We Want to Be Great Like Our Crime
The Criminal Ego and the Struggle in Society

On Isabelle Eberhardt’s “Criminal” and Renzo Novatore’s “Toward the Creative Nothing”

Quotes refer to the Eberhardt Press edition and the Venomous Butterfly Publications edition, respectively.

Crime
In “Criminal,” Isabelle Eberhardt’s memoir of land colonization in Algeria written around the turn of the last century, the farmer Mohammed Achouri cuts an interesting figure. A “tall thin old man with the face of an ascetic, his hard features set in an expression of constant preoccupation”, a quiet character who stands “a bit apart from the others”, he is not a likely hero.

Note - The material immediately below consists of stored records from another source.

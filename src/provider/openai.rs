//! OpenAI (and OpenAI-compatible) Chat Completions provider.

use async_trait::async_trait;
use futures::stream::BoxStream;
use futures::StreamExt;
use serde::Deserialize;
use serde_json::{json, Value};
use tracing::{debug, trace};

use crate::error::{ColloquyError, Result};
use crate::types::{TokenUsage, ToolCall};

use super::http::{bearer_headers, parse_sse_data, shared_client, status_to_error, LineBuffer};
use super::{CompletionDelta, CompletionProvider, CompletionRequest, CompletionResponse, ToolCallDelta};

const DEFAULT_BASE_URL: &str = "https://api.openai.com/v1";

#[derive(Debug, Clone)]
pub struct OpenAiProvider {
    name: String,
    api_key: String,
    base_url: String,
}

impl OpenAiProvider {
    pub fn new(api_key: impl Into<String>, base_url: Option<String>) -> Self {
        let base_url = base_url.unwrap_or_else(|| DEFAULT_BASE_URL.to_string());
        Self {
            name: "openai".to_string(),
            api_key: api_key.into(),
            base_url: base_url.trim_end_matches('/').to_string(),
        }
    }

    /// Override the name reported by [`CompletionProvider::provider_name`].
    pub fn with_name(mut self, name: impl Into<String>) -> Self {
        self.name = name.into();
        self
    }

    fn build_request_body(&self, request: &CompletionRequest, stream: bool) -> Value {
        let mut body = json!({
            "model": request.model,
            "messages": request.messages,
            "stream": stream,
        });
        if let Some(obj) = body.as_object_mut() {
            if let Some(temp) = request.temperature {
                obj.insert("temperature".into(), json!(temp));
            }
            if !request.tools.is_empty() {
                let tools: Vec<Value> = request.tools.iter().map(|t| t.to_chat_completion()).collect();
                obj.insert("tools".into(), Value::Array(tools));
            }
            if stream {
                obj.insert("stream_options".into(), json!({ "include_usage": true }));
            }
        }
        body
    }

    async fn post(&self, body: &Value) -> Result<reqwest::Response> {
        let url = format!("{}/chat/completions", self.base_url);
        let resp = shared_client()?
            .post(&url)
            .headers(bearer_headers(&self.api_key))
            .json(body)
            .send()
            .await?;

        let status = resp.status();
        if !status.is_success() {
            let body_text = resp.text().await.unwrap_or_default();
            return Err(status_to_error(status.as_u16(), &body_text));
        }
        Ok(resp)
    }
}

#[async_trait]
impl CompletionProvider for OpenAiProvider {
    fn provider_name(&self) -> &str {
        &self.name
    }

    async fn complete(&self, request: &CompletionRequest) -> Result<CompletionResponse> {
        debug!(provider = %self.name, model = %request.model, "chat completion");
        let resp = self.post(&self.build_request_body(request, false)).await?;

        let data: ChatResponse = resp.json().await?;
        let choice = data
            .choices
            .into_iter()
            .next()
            .ok_or_else(|| ColloquyError::Provider {
                provider: self.name.clone(),
                message: "response contained no choices".into(),
            })?;

        Ok(CompletionResponse {
            content: choice.message.content.filter(|c| !c.is_empty()),
            tool_calls: choice
                .message
                .tool_calls
                .unwrap_or_default()
                .into_iter()
                .map(|tc| ToolCall::function(tc.id, tc.function.name, tc.function.arguments))
                .collect(),
            usage: data.usage.map(WireUsage::into_usage).unwrap_or_default(),
            model: data.model,
        })
    }

    async fn stream(
        &self,
        request: &CompletionRequest,
    ) -> Result<BoxStream<'static, Result<CompletionDelta>>> {
        debug!(provider = %self.name, model = %request.model, "streaming chat completion");
        let resp = self.post(&self.build_request_body(request, true)).await?;
        let byte_stream = resp.bytes_stream();

        let provider = self.name.clone();
        let stream = async_stream::stream! {
            let mut lines = LineBuffer::default();
            futures::pin_mut!(byte_stream);

            while let Some(chunk) = byte_stream.next().await {
                let chunk = match chunk {
                    Ok(c) => c,
                    Err(e) => {
                        yield Err(ColloquyError::Network(e));
                        break;
                    }
                };
                for line in lines.push(&chunk) {
                    if let Some(item) = decode_stream_line(&provider, &line) {
                        let failed = item.is_err();
                        yield item;
                        if failed {
                            return;
                        }
                    }
                }
            }
            if let Some(line) = lines.finish() {
                if let Some(item) = decode_stream_line(&provider, &line) {
                    yield item;
                }
            }
        };

        Ok(Box::pin(stream))
    }
}

/// One SSE line as a delta, an in-band provider error, or nothing.
fn decode_stream_line(provider: &str, line: &str) -> Option<Result<CompletionDelta>> {
    let data = parse_sse_data(line.trim())?;
    match serde_json::from_str::<StreamChunk>(data) {
        Ok(chunk) => Some(chunk.into_delta(provider)),
        Err(e) => {
            trace!(error = %e, "skipping unparseable stream chunk");
            None
        }
    }
}

#[derive(Deserialize)]
struct ChatResponse {
    #[serde(default)]
    model: Option<String>,
    choices: Vec<Choice>,
    #[serde(default)]
    usage: Option<WireUsage>,
}

#[derive(Deserialize)]
struct Choice {
    message: WireMessage,
}

#[derive(Deserialize)]
struct WireMessage {
    #[serde(default)]
    content: Option<String>,
    #[serde(default)]
    tool_calls: Option<Vec<WireToolCall>>,
}

#[derive(Deserialize)]
struct WireToolCall {
    id: String,
    function: WireFunction,
}

#[derive(Deserialize)]
struct WireFunction {
    name: String,
    #[serde(default)]
    arguments: String,
}

#[derive(Deserialize)]
struct WireUsage {
    prompt_tokens: u32,
    completion_tokens: u32,
    total_tokens: u32,
}

impl WireUsage {
    fn into_usage(self) -> TokenUsage {
        TokenUsage {
            prompt_tokens: self.prompt_tokens,
            completion_tokens: self.completion_tokens,
            total_tokens: self.total_tokens,
        }
    }
}

#[derive(Deserialize)]
struct StreamChunk {
    #[serde(default)]
    choices: Vec<StreamChoice>,
    #[serde(default)]
    usage: Option<WireUsage>,
    #[serde(default)]
    error: Option<WireError>,
}

#[derive(Deserialize)]
struct WireError {
    #[serde(default)]
    message: String,
    #[serde(default, rename = "type")]
    kind: Option<String>,
}

#[derive(Deserialize)]
struct StreamChoice {
    delta: StreamDelta,
}

#[derive(Deserialize, Default)]
struct StreamDelta {
    #[serde(default)]
    content: Option<String>,
    #[serde(default)]
    tool_calls: Vec<StreamToolCall>,
}

#[derive(Deserialize)]
struct StreamToolCall {
    index: usize,
    #[serde(default)]
    id: Option<String>,
    #[serde(default)]
    function: Option<StreamFunction>,
}

#[derive(Deserialize)]
struct StreamFunction {
    #[serde(default)]
    name: Option<String>,
    #[serde(default)]
    arguments: Option<String>,
}

impl StreamChunk {
    fn into_delta(self, provider: &str) -> Result<CompletionDelta> {
        if let Some(error) = self.error {
            let message = match error.kind {
                Some(kind) => format!("{} ({kind})", error.message),
                None => error.message,
            };
            return Err(ColloquyError::Provider {
                provider: provider.to_string(),
                message,
            });
        }
        let delta = self
            .choices
            .into_iter()
            .next()
            .map(|c| c.delta)
            .unwrap_or_default();
        Ok(CompletionDelta {
            content: delta.content.filter(|c| !c.is_empty()),
            tool_calls: delta
                .tool_calls
                .into_iter()
                .map(|tc| {
                    let (name, arguments) = tc
                        .function
                        .map(|f| (f.name, f.arguments))
                        .unwrap_or_default();
                    ToolCallDelta {
                        index: tc.index,
                        id: tc.id,
                        name,
                        arguments,
                    }
                })
                .collect(),
            usage: self.usage.map(WireUsage::into_usage),
        })
    }
}

#[cfg(test)]
mod tests {
    use super::*;
    use crate::tools::{ToolDefinition, ToolParameters};

    #[test]
    fn request_body_includes_tools_and_temperature() {
        let provider = OpenAiProvider::new("sk", None);
        let request = CompletionRequest {
            model: "gpt-4o".into(),
            messages: vec![json!({ "role": "user", "content": "hi" })],
            tools: vec![ToolDefinition {
                name: "lookup".into(),
                description: "Look something up".into(),
                parameters: ToolParameters::empty().schema,
            }],
            temperature: Some(0.5),
        };

        let body = provider.build_request_body(&request, false);

        assert_eq!(body["model"], "gpt-4o");
        assert_eq!(body["stream"], false);
        assert_eq!(body["temperature"], 0.5);
        assert_eq!(body["tools"][0]["function"]["name"], "lookup");
        assert!(body.get("stream_options").is_none());
    }

    #[test]
    fn tools_are_omitted_when_none_registered() {
        let provider = OpenAiProvider::new("sk", Some("http://localhost:1234/v1/".into()));
        let body = provider.build_request_body(&CompletionRequest::default(), true);

        assert!(body.get("tools").is_none());
        assert_eq!(body["stream_options"]["include_usage"], true);
        assert_eq!(provider.base_url, "http://localhost:1234/v1");
    }

    #[test]
    fn stream_chunk_maps_tool_call_fragments() {
        let chunk: StreamChunk = serde_json::from_value(json!({
            "choices": [{
                "delta": {
                    "tool_calls": [{
                        "index": 0,
                        "id": "call_1",
                        "function": { "name": "lookup", "arguments": "{\"q\"" }
                    }]
                }
            }]
        }))
        .unwrap();

        let delta = chunk.into_delta("openai").unwrap();

        assert_eq!(delta.content, None);
        assert_eq!(delta.tool_calls[0].id.as_deref(), Some("call_1"));
        assert_eq!(delta.tool_calls[0].arguments.as_deref(), Some("{\"q\""));
    }

    #[test]
    fn usage_only_chunk_has_no_choices() {
        let chunk: StreamChunk = serde_json::from_value(json!({
            "choices": [],
            "usage": { "prompt_tokens": 5, "completion_tokens": 2, "total_tokens": 7 }
        }))
        .unwrap();

        let delta = chunk.into_delta("openai").unwrap();
        assert_eq!(delta.usage, Some(TokenUsage::new(5, 2)));
        assert!(delta.tool_calls.is_empty());
    }

    #[test]
    fn error_chunk_becomes_provider_error() {
        let chunk: StreamChunk = serde_json::from_value(json!({
            "error": { "message": "Model is overloaded", "type": "server_error" }
        }))
        .unwrap();

        let err = chunk.into_delta("openai").unwrap_err();
        assert!(
            matches!(&err, ColloquyError::Provider { provider, message }
                if provider == "openai" && message == "Model is overloaded (server_error)"),
            "unexpected error: {err:?}"
        );
    }

    #[test]
    fn done_and_comment_lines_yield_nothing() {
        assert!(decode_stream_line("openai", "data: [DONE]").is_none());
        assert!(decode_stream_line("openai", ": keep-alive").is_none());
        assert!(decode_stream_line("openai", "").is_none());
    }
}
//! Messages, roles, content parts, tool calls, and reactions.

use std::collections::{BTreeMap, BTreeSet};
use std::str::FromStr;

use chrono::{DateTime, Utc};
use serde::{Deserialize, Serialize};
use serde_json::{Map, Value};
use sha2::{Digest, Sha256};

use super::attachment::Attachment;
use super::usage::MessageMetrics;
use crate::error::{ColloquyError, Result};

/// Conversation role.
#[derive(
    Debug,
    Clone,
    Copy,
    Serialize,
    Deserialize,
    PartialEq,
    Eq,
    Hash,
    strum::Display,
    strum::EnumString,
    strum::AsRefStr,
)]
#[serde(rename_all = "lowercase")]
#[strum(serialize_all = "lowercase")]
pub enum Role {
    System,
    User,
    Assistant,
    Tool,
}

impl Role {
    /// Parse a role name, rejecting anything outside the four known roles.
    pub fn parse(s: &str) -> Result<Self> {
        Self::from_str(s).map_err(|_| ColloquyError::validation(format!("invalid role '{s}'")))
    }
}

/// Message content: plain text or a list of multimodal parts.
#[derive(Debug, Clone, Serialize, Deserialize, PartialEq)]
#[serde(untagged)]
pub enum Content {
    Text(String),
    Parts(Vec<ContentPart>),
}

impl Content {
    /// Concatenated text of all text parts.
    pub fn text(&self) -> String {
        match self {
            Self::Text(text) => text.clone(),
            Self::Parts(parts) => parts
                .iter()
                .filter_map(|part| match part {
                    ContentPart::Text { text } => Some(text.as_str()),
                    ContentPart::ImageUrl { .. } => None,
                })
                .collect::<Vec<_>>()
                .join(""),
        }
    }

    pub fn is_empty(&self) -> bool {
        match self {
            Self::Text(text) => text.is_empty(),
            Self::Parts(parts) => parts.is_empty(),
        }
    }
}

impl Default for Content {
    fn default() -> Self {
        Self::Text(String::new())
    }
}

impl From<&str> for Content {
    fn from(text: &str) -> Self {
        Self::Text(text.to_string())
    }
}

impl From<String> for Content {
    fn from(text: String) -> Self {
        Self::Text(text)
    }
}

impl From<Vec<ContentPart>> for Content {
    fn from(parts: Vec<ContentPart>) -> Self {
        Self::Parts(parts)
    }
}

/// A single part of multimodal content.
#[derive(Debug, Clone, Serialize, Deserialize, PartialEq)]
#[serde(tag = "type", rename_all = "snake_case")]
pub enum ContentPart {
    Text { text: String },
    ImageUrl { image_url: ImageUrl },
}

impl ContentPart {
    pub fn text(text: impl Into<String>) -> Self {
        Self::Text { text: text.into() }
    }

    pub fn image_url(url: impl Into<String>) -> Self {
        Self::ImageUrl {
            image_url: ImageUrl { url: url.into() },
        }
    }
}

#[derive(Debug, Clone, Serialize, Deserialize, PartialEq)]
pub struct ImageUrl {
    pub url: String,
}

/// A function invocation requested by the model.
#[derive(Debug, Clone, Serialize, Deserialize, PartialEq)]
pub struct ToolCall {
    pub id: String,
    #[serde(rename = "type", default = "function_kind")]
    pub kind: String,
    pub function: FunctionCall,
}

#[derive(Debug, Clone, Serialize, Deserialize, PartialEq)]
pub struct FunctionCall {
    pub name: String,
    /// Raw JSON text exactly as the model produced it.
    pub arguments: String,
}

fn function_kind() -> String {
    "function".to_string()
}

impl ToolCall {
    pub fn function(
        id: impl Into<String>,
        name: impl Into<String>,
        arguments: impl Into<String>,
    ) -> Self {
        Self {
            id: id.into(),
            kind: function_kind(),
            function: FunctionCall {
                name: name.into(),
                arguments: arguments.into(),
            },
        }
    }

    pub fn name(&self) -> &str {
        &self.function.name
    }
}

/// Emoji reactions: emoji to the set of user ids that reacted with it.
#[derive(Debug, Clone, Serialize, Deserialize, PartialEq, Eq, Default)]
#[serde(transparent)]
pub struct Reactions(BTreeMap<String, BTreeSet<String>>);

impl Reactions {
    pub fn users(&self, emoji: &str) -> Option<&BTreeSet<String>> {
        self.0.get(emoji)
    }

    pub fn count(&self, emoji: &str) -> usize {
        self.0.get(emoji).map_or(0, BTreeSet::len)
    }

    pub fn is_empty(&self) -> bool {
        self.0.is_empty()
    }

    pub fn iter(&self) -> impl Iterator<Item = (&String, &BTreeSet<String>)> {
        self.0.iter()
    }

    fn add(&mut self, emoji: &str, user_id: &str) -> bool {
        self.0
            .entry(emoji.to_string())
            .or_default()
            .insert(user_id.to_string())
    }

    fn remove(&mut self, emoji: &str, user_id: &str) -> bool {
        let Some(users) = self.0.get_mut(emoji) else {
            return false;
        };
        let removed = users.remove(user_id);
        if users.is_empty() {
            self.0.remove(emoji);
        }
        removed
    }
}

/// A single message in a thread.
///
/// Construction goes through [`Message::builder`] or the role shortcuts; a
/// tool message without a `tool_call_id` cannot be built or deserialized.
/// The sequence number is assigned when the message is added to a
/// [`Thread`](super::Thread).
#[derive(Debug, Clone, Serialize, Deserialize, PartialEq)]
#[serde(try_from = "RawMessage")]
pub struct Message {
    id: String,
    role: Role,
    #[serde(skip_serializing_if = "Option::is_none")]
    sequence: Option<u64>,
    content: Content,
    #[serde(skip_serializing_if = "Option::is_none")]
    name: Option<String>,
    #[serde(skip_serializing_if = "Option::is_none")]
    tool_call_id: Option<String>,
    #[serde(skip_serializing_if = "Vec::is_empty")]
    tool_calls: Vec<ToolCall>,
    #[serde(skip_serializing_if = "Map::is_empty")]
    attributes: Map<String, Value>,
    timestamp: DateTime<Utc>,
    #[serde(skip_serializing_if = "Option::is_none")]
    source: Option<Map<String, Value>>,
    #[serde(skip_serializing_if = "Vec::is_empty")]
    attachments: Vec<Attachment>,
    #[serde(skip_serializing_if = "Reactions::is_empty")]
    reactions: Reactions,
    #[serde(skip_serializing_if = "MessageMetrics::is_empty")]
    metrics: MessageMetrics,
}

#[bon::bon]
impl Message {
    /// Build a message, validating role-specific requirements.
    #[builder]
    pub fn new(
        role: Role,
        #[builder(into, default)] content: Content,
        #[builder(into)] name: Option<String>,
        #[builder(into)] tool_call_id: Option<String>,
        #[builder(default)] tool_calls: Vec<ToolCall>,
        #[builder(default)] attributes: Map<String, Value>,
        source: Option<Map<String, Value>>,
        #[builder(default)] attachments: Vec<Attachment>,
        timestamp: Option<DateTime<Utc>>,
    ) -> Result<Self> {
        validate(role, tool_call_id.as_deref(), &tool_calls)?;
        let timestamp = timestamp.unwrap_or_else(Utc::now);
        let id = content_hash(role, &content, &timestamp, name.as_deref(), source.as_ref());
        Ok(Self {
            id,
            role,
            sequence: None,
            content,
            name,
            tool_call_id,
            tool_calls,
            attributes,
            timestamp,
            source,
            attachments,
            reactions: Reactions::default(),
            metrics: MessageMetrics::default(),
        })
    }
}

impl Message {
    fn plain(role: Role, content: Content) -> Self {
        let timestamp = Utc::now();
        Self {
            id: content_hash(role, &content, &timestamp, None, None),
            role,
            sequence: None,
            content,
            name: None,
            tool_call_id: None,
            tool_calls: Vec::new(),
            attributes: Map::new(),
            timestamp,
            source: None,
            attachments: Vec::new(),
            reactions: Reactions::default(),
            metrics: MessageMetrics::default(),
        }
    }

    pub fn system(content: impl Into<Content>) -> Self {
        Self::plain(Role::System, content.into())
    }

    pub fn user(content: impl Into<Content>) -> Self {
        Self::plain(Role::User, content.into())
    }

    pub fn assistant(content: impl Into<Content>) -> Self {
        Self::plain(Role::Assistant, content.into())
    }

    /// Tool result correlated with the call that produced it.
    ///
    /// Fails when `tool_call_id` is empty.
    pub fn tool(
        tool_call_id: impl Into<String>,
        name: impl Into<String>,
        content: impl Into<Content>,
    ) -> Result<Self> {
        Self::builder()
            .role(Role::Tool)
            .tool_call_id(tool_call_id)
            .name(name)
            .content(content)
            .build()
    }

    /// Assistant message requesting tool calls.
    pub fn assistant_with_tool_calls(content: impl Into<Content>, tool_calls: Vec<ToolCall>) -> Self {
        Self {
            tool_calls,
            ..Self::assistant(content)
        }
    }

    pub fn id(&self) -> &str {
        &self.id
    }

    pub fn role(&self) -> Role {
        self.role
    }

    pub fn sequence(&self) -> Option<u64> {
        self.sequence
    }

    pub fn content(&self) -> &Content {
        &self.content
    }

    pub fn text(&self) -> String {
        self.content.text()
    }

    pub fn name(&self) -> Option<&str> {
        self.name.as_deref()
    }

    pub fn tool_call_id(&self) -> Option<&str> {
        self.tool_call_id.as_deref()
    }

    pub fn tool_calls(&self) -> &[ToolCall] {
        &self.tool_calls
    }

    pub fn attributes(&self) -> &Map<String, Value> {
        &self.attributes
    }

    pub fn timestamp(&self) -> DateTime<Utc> {
        self.timestamp
    }

    pub fn source(&self) -> Option<&Map<String, Value>> {
        self.source.as_ref()
    }

    pub fn attachments(&self) -> &[Attachment] {
        &self.attachments
    }

    pub fn reactions(&self) -> &Reactions {
        &self.reactions
    }

    pub fn metrics(&self) -> &MessageMetrics {
        &self.metrics
    }

    /// Add `user_id`'s reaction. Returns `false` if it was already present.
    pub fn add_reaction(&mut self, emoji: &str, user_id: &str) -> bool {
        self.reactions.add(emoji, user_id)
    }

    /// Remove `user_id`'s reaction. Returns `false` if there was none.
    pub fn remove_reaction(&mut self, emoji: &str, user_id: &str) -> bool {
        self.reactions.remove(emoji, user_id)
    }

    /// Replace the completion metrics for this message.
    pub fn record_metrics(&mut self, metrics: MessageMetrics) {
        self.metrics = metrics;
    }

    pub fn with_attachment(mut self, attachment: Attachment) -> Self {
        self.attachments.push(attachment);
        self
    }

    pub fn with_attribute(mut self, key: impl Into<String>, value: Value) -> Self {
        self.attributes.insert(key.into(), value);
        self
    }

    pub(crate) fn set_sequence(&mut self, sequence: u64) {
        self.sequence = Some(sequence);
    }

    pub(crate) fn set_content(&mut self, content: Content) {
        self.content = content;
    }

    pub(crate) fn attachments_mut(&mut self) -> &mut [Attachment] {
        &mut self.attachments
    }
}

fn validate(role: Role, tool_call_id: Option<&str>, tool_calls: &[ToolCall]) -> Result<()> {
    if role == Role::Tool && tool_call_id.map_or(true, str::is_empty) {
        return Err(ColloquyError::validation(
            "tool messages must carry a tool_call_id",
        ));
    }
    if !tool_calls.is_empty() && role != Role::Assistant {
        return Err(ColloquyError::validation(format!(
            "only assistant messages may carry tool calls, got role '{role}'"
        )));
    }
    Ok(())
}

fn content_hash(
    role: Role,
    content: &Content,
    timestamp: &DateTime<Utc>,
    name: Option<&str>,
    source: Option<&Map<String, Value>>,
) -> String {
    let mut fields = Map::new();
    fields.insert("role".into(), Value::String(role.to_string()));
    fields.insert(
        "content".into(),
        serde_json::to_value(content).unwrap_or(Value::Null),
    );
    fields.insert("timestamp".into(), Value::String(timestamp.to_rfc3339()));
    if role == Role::Tool {
        if let Some(name) = name {
            fields.insert("name".into(), Value::String(name.to_string()));
        }
    }
    if let Some(source) = source {
        fields.insert("source".into(), Value::Object(source.clone()));
    }

    let digest = Sha256::digest(Value::Object(fields).to_string().as_bytes());
    digest.iter().map(|b| format!("{b:02x}")).collect()
}

#[derive(Deserialize)]
struct RawMessage {
    #[serde(default)]
    id: Option<String>,
    role: Role,
    #[serde(default)]
    sequence: Option<u64>,
    #[serde(default)]
    content: Content,
    #[serde(default)]
    name: Option<String>,
    #[serde(default)]
    tool_call_id: Option<String>,
    #[serde(default)]
    tool_calls: Vec<ToolCall>,
    #[serde(default)]
    attributes: Map<String, Value>,
    timestamp: DateTime<Utc>,
    #[serde(default)]
    source: Option<Map<String, Value>>,
    #[serde(default)]
    attachments: Vec<Attachment>,
    #[serde(default)]
    reactions: Reactions,
    #[serde(default)]
    metrics: MessageMetrics,
}

impl TryFrom<RawMessage> for Message {
    type Error = ColloquyError;

    fn try_from(raw: RawMessage) -> Result<Self> {
        validate(raw.role, raw.tool_call_id.as_deref(), &raw.tool_calls)?;
        let id = match raw.id {
            Some(id) => id,
            None => content_hash(
                raw.role,
                &raw.content,
                &raw.timestamp,
                raw.name.as_deref(),
                raw.source.as_ref(),
            ),
        };
        Ok(Self {
            id,
            role: raw.role,
            sequence: raw.sequence,
            content: raw.content,
            name: raw.name,
            tool_call_id: raw.tool_call_id,
            tool_calls: raw.tool_calls,
            attributes: raw.attributes,
            timestamp: raw.timestamp,
            source: raw.source,
            attachments: raw.attachments,
            reactions: raw.reactions,
            metrics: raw.metrics,
        })
    }
}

Though he stands out, and in fact his inability to fit in singles him out for downfall, his unheroic resistance fits well within the unheroic reality of the story; the French have colonized Algeria, and they force the people of Bou Achour to give their prime land to colonists, a double theft because the collective society of that region had never even had to buy and sell land among themselves or “resort to the system of inheritance.” They get mere pennies for their land, their complaints are rebuffed, and they have no choice but to work under the new landlords. At harvest time they watch the riches of their toil and their earth taken from them, but that night, the new barn burns down, and the harvest with it. Nonetheless, a suspect is arrested, nothing changes, and the power of colonialism continues its cruel exercises, unfazed.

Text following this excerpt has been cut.